RFC1918[1] defines 192.168.x.x as the private address space, so anything else in the 192.x.x.x range would not fall under that specification.

[1] https://tools.ietf.org/html/rfc1918#page-4

From http://tools.ietf.org/html/rfc1918

The Internet Assigned Numbers Authority (IANA) has reserved the following three blocks of the IP address space for private internets:

     10.0.0.0        -   10.255.255.255  (10/8 prefix)
     172.16.0.0      -   172.31.255.255  (172.16/12 prefix)
     192.168.0.0     -   192.168.255.255 (192.168/16 prefix)
There's a university with a 192.16x.x.x allocation who has written about the confusion it's caused.

Nothing that special about it from a CIDR point of view -- but is rather confusing to us humans when written as a dotted quad.

Github's GITHUB-NET4-1 is on 192.30.252.0/22, which is what reminded me of this.
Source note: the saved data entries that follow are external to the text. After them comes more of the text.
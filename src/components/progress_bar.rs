//! Progress Bar Component
//!
//! Task counter and completion bar.

use leptos::prelude::*;
use wishlink_core::Progress;

use crate::store::{use_app_store, AppStateStoreFields};

#[component]
pub fn ProgressBar() -> impl IntoView {
    let store = use_app_store();
    let progress = move || Progress::of(&store.tasks().get());

    view! {
        <div class="progress-row">
            <span class="progress-summary">{move || progress().summary()}</span>
            <div class="progress-track">
                <div
                    class="progress-fill"
                    style=move || format!("width: {}%;", progress().percent())
                ></div>
            </div>
        </div>
    }
}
Heck, the University of Waterloo has 129.97.0.0/16, and I see people get confused all the time between 192.168. (private) and 129. (publicly routed).
I got 3 192.x.x.x addresses from Ramnode for one of my nodes. They can't be that rare.
I have a 192.40.x.x address assigned to a VPS I have from a small random hosting company in colorado.